//! The crypto engine: key lifecycle plus the four message operations.
//!
//! # Key Lifecycle
//!
//! An engine is bound to one context. On construction every piece of key
//! material is loaded from the key store if present, otherwise generated once
//! and persisted:
//!
//! ```text
//! context ──sanitize──► identifier
//!                          │
//!      ┌──────────┬────────┼─────────┬───────────┐
//!      ▼          ▼        ▼         ▼           ▼
//!  _secret    _private  _public   _nonce      _salt
//!  (AEAD key) (X25519)  (X25519)  (HKDF IKM)  (HKDF salt)
//! ```
//!
//! # Nonce Counter
//!
//! One counter serves both the symmetric and the public-key path. Each
//! successful encryption consumes exactly one value. The counter is held
//! under a mutex for the whole advance-derive-seal sequence, so an engine
//! shared between threads never hands the same nonce to two messages.
//!
//! The counter lives only in memory. A process that reloads the same stored
//! keys starts again at [`EngineConfig::initial_counter`] and will reuse
//! nonces from its previous run. This is a known risk: callers either
//! persist their own message count and pass it back through
//! [`EngineConfig::initial_counter`], or rotate the stored keys per process
//! lifetime.

#![allow(clippy::disallowed_types, reason = "Counter lock is held for CPU-bound work only")]

use std::sync::{Mutex, MutexGuard, PoisonError};

use zeroize::Zeroize;

use crate::{
    cipher::{self, TAG_SIZE},
    config::EngineConfig,
    env::{RandomSource, SystemRandom},
    envelope::EncryptedMessage,
    error::{CryptoError, Result},
    keys::{KEY_SIZE, KeyPair, SecretKey},
    message::Message,
    nonce::{NONCE_SIZE, NonceDeriver},
    sanitize::sanitized_context,
    store::{KeyKind, KeyStore, load_key, save_key},
    verification::VerificationEngine,
};

/// Owns one context's key material and nonce counter.
///
/// `Send + Sync`: encryption serializes on the counter lock, decryption
/// takes no lock and runs fully in parallel.
#[derive(Debug)]
pub struct CryptoEngine {
    identifier: String,
    secret_key: SecretKey,
    key_pair: KeyPair,
    nonces: Mutex<NonceDeriver>,
}
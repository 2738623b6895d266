//! Key store error types.
//!
//! Defines errors that can occur during key store operations:
//! - `NotFound`: No key stored under the identifier
//! - `InvalidIdentifier`: Identifier cannot be mapped onto the backend
//! - `Io`: Underlying storage system errors

use thiserror::Error;

/// Errors that can occur during key store operations
#[derive(Error, Debug, Clone, PartialEq, Eq)]
pub enum KeyStoreError {
    /// Nothing stored under this identifier
    #[error("key not found: {identifier}")]
    NotFound {
        /// Identifier that was looked up
        identifier: String,
    },

    /// Identifier rejected by the backend (for example a path separator in a
    /// file-backed store)
    #[error("invalid key identifier: {identifier:?}")]
    InvalidIdentifier {
        /// Identifier that was rejected
        identifier: String,
    },

    /// I/O error (file system, remote backend, etc.)
    #[error("I/O error: {0}")]
    Io(String),
}

impl From<std::io::Error> for KeyStoreError {
    fn from(err: std::io::Error) -> Self {
        KeyStoreError::Io(err.to_string())
    }
}
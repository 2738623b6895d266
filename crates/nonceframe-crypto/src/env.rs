//! Entropy abstraction for key generation.
//!
//! Nonces never touch the random source: they are derived from the counter.
//! Randomness is consumed exactly once per piece of key material, when an
//! engine is initialized for a context that has no stored keys. Injecting the
//! source keeps key generation deterministic under test.

#![allow(clippy::disallowed_types, reason = "Locking simple RNG state")]

use std::sync::{Arc, Mutex, PoisonError};

use rand::{RngCore, SeedableRng};
use rand_chacha::ChaCha20Rng;

use crate::error::{CryptoError, Result};

/// Source of random bytes for key generation.
///
/// # Invariants
///
/// - Production implementations MUST use cryptographically secure entropy.
/// - A failed fill MUST be reported, never papered over with fixed bytes.
pub trait RandomSource: Clone + Send + Sync + 'static {
    /// Fill `buffer` with random bytes.
    fn random_bytes(&self, buffer: &mut [u8]) -> Result<()>;
}

/// Operating-system entropy via `getrandom`.
#[derive(Debug, Clone, Copy, Default)]
pub struct SystemRandom;

impl SystemRandom {
    /// Create a new system random source.
    pub fn new() -> Self {
        Self
    }
}

impl RandomSource for SystemRandom {
    fn random_bytes(&self, buffer: &mut [u8]) -> Result<()> {
        getrandom::fill(buffer).map_err(|e| {
            tracing::error!("getrandom failed: {}", e);
            CryptoError::KeyGeneration { reason: e.to_string() }
        })
    }
}

/// Seeded ChaCha20 stream for reproducible tests and simulations.
///
/// Clones share one stream, so two engines created from clones of the same
/// source still receive distinct keys.
#[derive(Clone)]
pub struct SeededRandom {
    rng: Arc<Mutex<ChaCha20Rng>>,
}

impl SeededRandom {
    /// Create a source whose output is fully determined by `seed`.
    pub fn new(seed: u64) -> Self {
        Self { rng: Arc::new(Mutex::new(ChaCha20Rng::seed_from_u64(seed))) }
    }
}

impl RandomSource for SeededRandom {
    fn random_bytes(&self, buffer: &mut [u8]) -> Result<()> {
        self.rng.lock().unwrap_or_else(PoisonError::into_inner).fill_bytes(buffer);
        Ok(())
    }
}
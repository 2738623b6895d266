//! Fuzz target for Message::from_bytes
//!
//! Arbitrary bytes must either decode into a message with non-empty UTF-8
//! text, or return an error. Never panic.

#![no_main]

use libfuzzer_sys::fuzz_target;
use nonceframe_crypto::Message;

fuzz_target!(|data: &[u8]| {
    if let Ok(message) = Message::from_bytes(data) {
        assert!(!message.text().is_empty());
        assert_eq!(message.to_bytes(), data);
    }
});
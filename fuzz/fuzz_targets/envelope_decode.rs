//! Fuzz target for EncryptedMessage::from_bytes
//!
//! This fuzzer feeds arbitrary byte sequences to the envelope parser to find:
//! - Parser crashes or panics
//! - Length fields that disagree with the buffer but are accepted
//! - Buffer over-reads on short input
//!
//! The fuzzer should NEVER panic. All invalid inputs should return an error.

#![no_main]

use libfuzzer_sys::fuzz_target;
use nonceframe_crypto::EncryptedMessage;

fuzz_target!(|data: &[u8]| {
    if let Ok(envelope) = EncryptedMessage::from_bytes(data) {
        // Anything accepted must re-encode to exactly the input
        assert_eq!(envelope.length() as usize, data.len());
        assert_eq!(envelope.to_bytes().ok().as_deref(), Some(data));
    }
});
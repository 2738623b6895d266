//! Fuzz target for authenticated decryption under tampering
//!
//! # Strategy
//!
//! - Encrypt an arbitrary message on the symmetric or public-key path
//! - Apply a sequence of byte flips, truncations and extensions
//! - Decrypt the result
//!
//! # Invariants
//!
//! - Untouched envelopes always decrypt to the original message
//! - Modified envelopes never decrypt successfully
//! - NEVER panic

#![no_main]

use arbitrary::Arbitrary;
use libfuzzer_sys::fuzz_target;
use nonceframe_crypto::{CryptoEngine, EngineConfig, MemoryKeyStore, Message, SeededRandom};

#[derive(Debug, Clone, Arbitrary)]
struct TamperScenario {
    seed: u64,
    text: String,
    message_type: i32,
    public_key_path: bool,
    mutations: Vec<Mutation>,
}

#[derive(Debug, Clone, Arbitrary)]
enum Mutation {
    Flip { index: u16, mask: u8 },
    Truncate { len: u16 },
    Extend { bytes: Vec<u8> },
}

fuzz_target!(|scenario: TamperScenario| {
    let Ok(message) = Message::new(scenario.text, scenario.message_type) else {
        return;
    };

    let store = MemoryKeyStore::new();
    let random = SeededRandom::new(scenario.seed);
    let config = EngineConfig::default();
    let Ok(sender) = CryptoEngine::init_with("sender", &store, &random, &config) else {
        return;
    };
    let Ok(recipient) = CryptoEngine::init_with("recipient", &store, &random, &config) else {
        return;
    };

    let envelope = if scenario.public_key_path {
        sender.encrypt_with_public_key(&message, &recipient.verification_engine())
    } else {
        sender.encrypt(&message)
    };
    let Ok(Ok(original)) = envelope.map(|e| e.to_bytes()) else {
        return;
    };

    let mut wire = original.clone();
    for mutation in scenario.mutations {
        match mutation {
            Mutation::Flip { index, mask } => {
                if !wire.is_empty() {
                    let i = index as usize % wire.len();
                    wire[i] ^= mask;
                }
            },
            Mutation::Truncate { len } => wire.truncate(len as usize),
            Mutation::Extend { bytes } => wire.extend_from_slice(&bytes),
        }
    }

    let decrypted = if scenario.public_key_path {
        recipient.decrypt_with_public_key(&wire, &sender.verification_engine())
    } else {
        sender.decrypt(&wire)
    };

    if wire == original {
        assert_eq!(decrypted.ok(), Some(message));
    } else {
        assert!(decrypted.is_err(), "modified envelope decrypted");
    }
});
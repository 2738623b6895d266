//! Nonceframe command-line tool.
//!
//! Message text is read from stdin. Envelopes are written to stdout as raw
//! bytes, or as hex with `--hex`. Logs always go to stderr.
//!
//! # Usage
//!
//! ```bash
//! # Print this context's public key, creating keys on first use
//! nonceframe --key-dir keys public-key --context alice
//!
//! # Symmetric round trip
//! echo "hello" | nonceframe encrypt --context alice > msg.bin
//! nonceframe decrypt --context alice < msg.bin
//!
//! # Public-key round trip between two contexts sharing a key directory
//! echo "hello" | nonceframe encrypt --context alice --peer bob --hex > msg.hex
//! nonceframe decrypt --context bob --peer alice --hex < msg.hex
//! ```

use std::io::{self, Read, Write};

use clap::{Args as ClapArgs, Parser, Subcommand};
use nonceframe_crypto::{
    CryptoEngine, DEFAULT_KEY_DIR, EngineConfig, FileKeyStore, KeyKind, KeyStore, Message,
    SystemRandom, VerificationEngine, sanitize_identifier,
};
use tracing_subscriber::{EnvFilter, fmt, layer::SubscriberExt, util::SubscriberInitExt};

/// Nonceframe authenticated message encryption
#[derive(Parser, Debug)]
#[command(name = "nonceframe")]
#[command(about = "Encrypt and decrypt framed messages with stored keys")]
#[command(version)]
struct Args {
    /// Directory holding key files
    #[arg(long, default_value = DEFAULT_KEY_DIR)]
    key_dir: String,

    /// Counter value for the first encryption in this process.
    ///
    /// The counter is not saved between runs. Encrypting again under existing
    /// keys from the same starting value reuses a nonce, so pass the number of
    /// messages already encrypted under this context.
    #[arg(long, default_value = "0")]
    initial_counter: u64,

    /// Log level (trace, debug, info, warn, error)
    #[arg(long, default_value = "warn")]
    log_level: String,

    #[command(subcommand)]
    command: Command,
}

#[derive(Subcommand, Debug)]
enum Command {
    /// Print the context's public key as hex
    PublicKey {
        /// Context whose keys to use
        #[arg(long)]
        context: String,
    },

    /// Encrypt stdin into an envelope on stdout
    Encrypt {
        /// Context whose keys to use
        #[arg(long)]
        context: String,

        /// Application-defined message type
        #[arg(long = "type", default_value = "0")]
        message_type: i32,

        #[command(flatten)]
        peer: PeerArgs,

        /// Write the envelope as hex instead of raw bytes
        #[arg(long = "hex")]
        as_hex: bool,
    },

    /// Decrypt an envelope from stdin and print its text
    Decrypt {
        /// Context whose keys to use
        #[arg(long)]
        context: String,

        #[command(flatten)]
        peer: PeerArgs,

        /// Read the envelope as hex instead of raw bytes
        #[arg(long = "hex")]
        as_hex: bool,
    },
}

/// Peer selection for the public-key path. Neither flag means symmetric.
#[derive(ClapArgs, Debug)]
#[group(multiple = false)]
struct PeerArgs {
    /// Peer context whose public key is in the key directory
    #[arg(long)]
    peer: Option<String>,

    /// Peer public key as 64 hex characters
    #[arg(long)]
    peer_key: Option<String>,
}

impl PeerArgs {
    fn resolve(
        &self,
        store: &FileKeyStore,
    ) -> Result<Option<VerificationEngine>, Box<dyn std::error::Error>> {
        if let Some(context) = &self.peer {
            let peer = VerificationEngine::from_context(context, store)?;
            if peer.is_empty() {
                return Err(format!("no public key stored for {context}").into());
            }
            return Ok(Some(peer));
        }

        if let Some(key) = &self.peer_key {
            let bytes = hex::decode(key.trim())?;
            return Ok(Some(VerificationEngine::from_key(&bytes)?));
        }

        Ok(None)
    }
}

/// Warn when encrypting under keys from an earlier run at the default counter.
///
/// The first nonce of this run is then the first nonce of every earlier run.
fn warn_on_counter_reuse(context: &str, store: &FileKeyStore, config: &EngineConfig) {
    let secret_id = KeyKind::Secret.identifier(&sanitize_identifier(context));
    if config.initial_counter == 0 && store.exists(&secret_id) {
        tracing::warn!(
            "Encrypting under existing keys for {} from counter 0: nonces from earlier runs \
             are reused unless --initial-counter is set past them",
            context
        );
    }
}

fn main() -> Result<(), Box<dyn std::error::Error>> {
    let args = Args::parse();
    let filter =
        EnvFilter::try_from_default_env().unwrap_or_else(|_| EnvFilter::new(&args.log_level));

    tracing_subscriber::registry().with(fmt::layer().with_writer(io::stderr)).with(filter).init();

    let config =
        EngineConfig { initial_counter: args.initial_counter, key_dir: args.key_dir.into() };
    let store = FileKeyStore::open(&config.key_dir)?;

    let mut stdout = io::stdout().lock();

    match args.command {
        Command::PublicKey { context } => {
            let engine = CryptoEngine::init_with(&context, &store, &SystemRandom::new(), &config)?;
            writeln!(stdout, "{}", hex::encode(engine.public_key()))?;
        },
        Command::Encrypt { context, message_type, peer, as_hex } => {
            warn_on_counter_reuse(&context, &store, &config);
            let engine = CryptoEngine::init_with(&context, &store, &SystemRandom::new(), &config)?;
            let peer = peer.resolve(&store)?;

            let mut text = String::new();
            io::stdin().read_to_string(&mut text)?;
            let message = Message::new(text.trim_end_matches(['\r', '\n']), message_type)?;

            let envelope = match peer {
                Some(peer) => engine.encrypt_with_public_key(&message, &peer)?,
                None => engine.encrypt(&message)?,
            };
            tracing::info!(
                "Encrypted {} bytes at counter {}",
                envelope.length(),
                engine.counter() - 1
            );

            let wire = envelope.to_bytes()?;
            if as_hex {
                writeln!(stdout, "{}", hex::encode(wire))?;
            } else {
                stdout.write_all(&wire)?;
            }
        },
        Command::Decrypt { context, peer, as_hex } => {
            let engine = CryptoEngine::init_with(&context, &store, &SystemRandom::new(), &config)?;
            let peer = peer.resolve(&store)?;

            let mut input = Vec::new();
            io::stdin().read_to_end(&mut input)?;
            let wire = if as_hex { hex::decode(input.trim_ascii())? } else { input };

            let message = match peer {
                Some(peer) => engine.decrypt_with_public_key(&wire, &peer)?,
                None => engine.decrypt(&wire)?,
            };
            tracing::info!(
                "Decrypted message version {} type {}",
                message.version(),
                message.message_type()
            );

            writeln!(stdout, "{}", message.text())?;
        },
    }

    stdout.flush()?;
    Ok(())
}
//! Key-store identifier normalization.

use crate::error::{CryptoError, Result};

/// Strip every whitespace character (spaces, tabs, newlines) from a context
/// string so it can be used as a key-store identifier.
///
/// Idempotent: sanitizing an already sanitized identifier returns it
/// unchanged.
pub fn sanitize_identifier(input: &str) -> String {
    input.chars().filter(|c| !c.is_whitespace()).collect()
}

/// Sanitize a context for use as an identifier, rejecting contexts that are
/// empty before or after sanitizing.
pub(crate) fn sanitized_context(context: &str) -> Result<String> {
    let identifier = sanitize_identifier(context);
    if identifier.is_empty() {
        return Err(CryptoError::validation("context cannot be empty"));
    }
    Ok(identifier)
}
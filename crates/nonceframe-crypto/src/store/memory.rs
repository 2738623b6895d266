#![allow(clippy::disallowed_types, reason = "Synchronous in-memory operations only")]

use std::{
    collections::HashMap,
    sync::{Arc, Mutex, MutexGuard, PoisonError},
};

use super::{KeyStore, KeyStoreError};

/// In-memory key store for testing and simulation
///
/// All state is wrapped in Arc<Mutex<>> so clones share the same keys. Keys
/// never touch disk and vanish when the last clone is dropped.
#[derive(Clone, Default)]
pub struct MemoryKeyStore {
    inner: Arc<Mutex<HashMap<String, Vec<u8>>>>,
}

impl MemoryKeyStore {
    /// Create a new empty `MemoryKeyStore`
    pub fn new() -> Self {
        Self::default()
    }

    /// Number of stored keys.
    ///
    /// Useful for debugging and testing.
    pub fn len(&self) -> usize {
        self.lock().len()
    }

    /// Whether no keys are stored.
    pub fn is_empty(&self) -> bool {
        self.lock().is_empty()
    }

    fn lock(&self) -> MutexGuard<'_, HashMap<String, Vec<u8>>> {
        // Map writes are single inserts, a poisoned map is still consistent
        self.inner.lock().unwrap_or_else(PoisonError::into_inner)
    }
}

impl KeyStore for MemoryKeyStore {
    fn exists(&self, identifier: &str) -> bool {
        self.lock().contains_key(identifier)
    }

    fn load(&self, identifier: &str) -> Result<Vec<u8>, KeyStoreError> {
        self.lock()
            .get(identifier)
            .cloned()
            .ok_or_else(|| KeyStoreError::NotFound { identifier: identifier.to_string() })
    }

    fn save(&self, identifier: &str, key: &[u8]) -> Result<(), KeyStoreError> {
        self.lock().insert(identifier.to_string(), key.to_vec());
        Ok(())
    }
}
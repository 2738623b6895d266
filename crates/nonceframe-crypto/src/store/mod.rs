//! Key storage abstraction.
//!
//! The engine only needs three operations on raw key bytes: existence check,
//! load, and save. Layout, permissions and location belong to the
//! implementation, so a filesystem directory, an in-memory map, or a remote
//! secret manager are interchangeable. The trait is synchronous; key I/O
//! happens once per engine, at construction.

mod chaotic;
mod error;
mod file;
mod memory;

pub use chaotic::ChaoticKeyStore;
pub use error::KeyStoreError;
pub use file::FileKeyStore;
pub use memory::MemoryKeyStore;

use zeroize::Zeroize;

use crate::{
    error::CryptoError,
    keys::{KEY_SIZE, key_array},
};

/// Persistent store of raw key bytes keyed by identifier.
///
/// Must be Clone (engines and verification engines may each hold one), Send +
/// Sync (thread-safe), and synchronous. Implementations typically share
/// internal state, so clones see the same keys.
pub trait KeyStore: Clone + Send + Sync + 'static {
    /// Whether a key is stored under `identifier`.
    fn exists(&self, identifier: &str) -> bool;

    /// Load the key stored under `identifier`.
    ///
    /// # Errors
    ///
    /// - `KeyStoreError::NotFound` if nothing is stored under `identifier`
    /// - `KeyStoreError::Io` if the backend fails
    fn load(&self, identifier: &str) -> Result<Vec<u8>, KeyStoreError>;

    /// Store `key` under `identifier`, replacing any previous value.
    ///
    /// # Errors
    ///
    /// - `KeyStoreError::Io` if the backend fails
    fn save(&self, identifier: &str, key: &[u8]) -> Result<(), KeyStoreError>;
}

/// Role of a stored key. Each role lives under its own identifier derived
/// from the sanitized context.
#[derive(Debug, Clone, Copy, PartialEq, Eq, Hash)]
pub enum KeyKind {
    /// Symmetric message key
    Secret,
    /// X25519 private key
    Private,
    /// X25519 public key
    Public,
    /// Nonce-derivation input key
    Nonce,
    /// Nonce-derivation salt
    Salt,
}

impl KeyKind {
    /// Identifier suffix for this role.
    pub fn suffix(self) -> &'static str {
        match self {
            Self::Secret => "_secret.key",
            Self::Private => "_private.key",
            Self::Public => "_public.key",
            Self::Nonce => "_nonce.key",
            Self::Salt => "_salt.key",
        }
    }

    /// Full store identifier for `context`, which must already be sanitized.
    pub fn identifier(self, context: &str) -> String {
        format!("{context}{}", self.suffix())
    }
}

/// Load a key and check its size, mapping store failures to `KeyLoad`.
///
/// The buffer returned by the store is zeroized before returning.
pub(crate) fn load_key<S: KeyStore>(
    store: &S,
    identifier: &str,
) -> crate::error::Result<[u8; KEY_SIZE]> {
    let mut bytes = store.load(identifier).map_err(|e| {
        tracing::warn!("Failed to load key {}: {}", identifier, e);
        CryptoError::key_load(identifier, &e)
    })?;
    let key = key_array(&bytes);
    bytes.zeroize();
    key
}

/// Save a key, mapping store failures to `KeySave`.
pub(crate) fn save_key<S: KeyStore>(
    store: &S,
    identifier: &str,
    key: &[u8],
) -> crate::error::Result<()> {
    store.save(identifier, key).map_err(|e| {
        tracing::warn!("Failed to save key {}: {}", identifier, e);
        CryptoError::key_save(identifier, &e)
    })
}

#[cfg(test)]
mod tests {
    use super::*;

    #[test]
    fn load_key_returns_stored_key() {
        let store = MemoryKeyStore::new();
        store.save("a_secret.key", &[7u8; KEY_SIZE]).unwrap();

        assert_eq!(load_key(&store, "a_secret.key").unwrap(), [7u8; KEY_SIZE]);
    }

    #[test]
    fn load_key_maps_missing_key() {
        let store = MemoryKeyStore::new();
        let result = load_key(&store, "a_secret.key");

        assert!(matches!(
            result,
            Err(CryptoError::KeyLoad { ref identifier, .. }) if identifier == "a_secret.key"
        ));
    }

    #[test]
    fn load_key_rejects_wrong_size() {
        let store = MemoryKeyStore::new();
        store.save("a_secret.key", &[7u8; 20]).unwrap();

        let result = load_key(&store, "a_secret.key");
        assert!(matches!(result, Err(CryptoError::KeySize { expected: 32, actual: 20 })));
    }

    #[test]
    fn save_key_maps_store_failure() {
        let store = ChaoticKeyStore::new(MemoryKeyStore::new(), 1.0);
        let result = save_key(&store, "a_secret.key", &[7u8; KEY_SIZE]);

        assert!(matches!(result, Err(CryptoError::KeySave { .. })));
        assert!(!store.exists("a_secret.key"));
    }

    #[test]
    fn identifiers_are_distinct_per_kind() {
        let kinds =
            [KeyKind::Secret, KeyKind::Private, KeyKind::Public, KeyKind::Nonce, KeyKind::Salt];

        let ids: std::collections::HashSet<_> =
            kinds.iter().map(|kind| kind.identifier("Sec51")).collect();

        assert_eq!(ids.len(), kinds.len());
        assert!(ids.contains("Sec51_public.key"));
    }
}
* * * * * * * * *
## Assignment:
In the material above, find each line that contains the word "pass", and select it.

## Answer for the task:
//! persist their own message count and pass it back through
    /// keys from the same starting value reuses a nonce, so pass the number of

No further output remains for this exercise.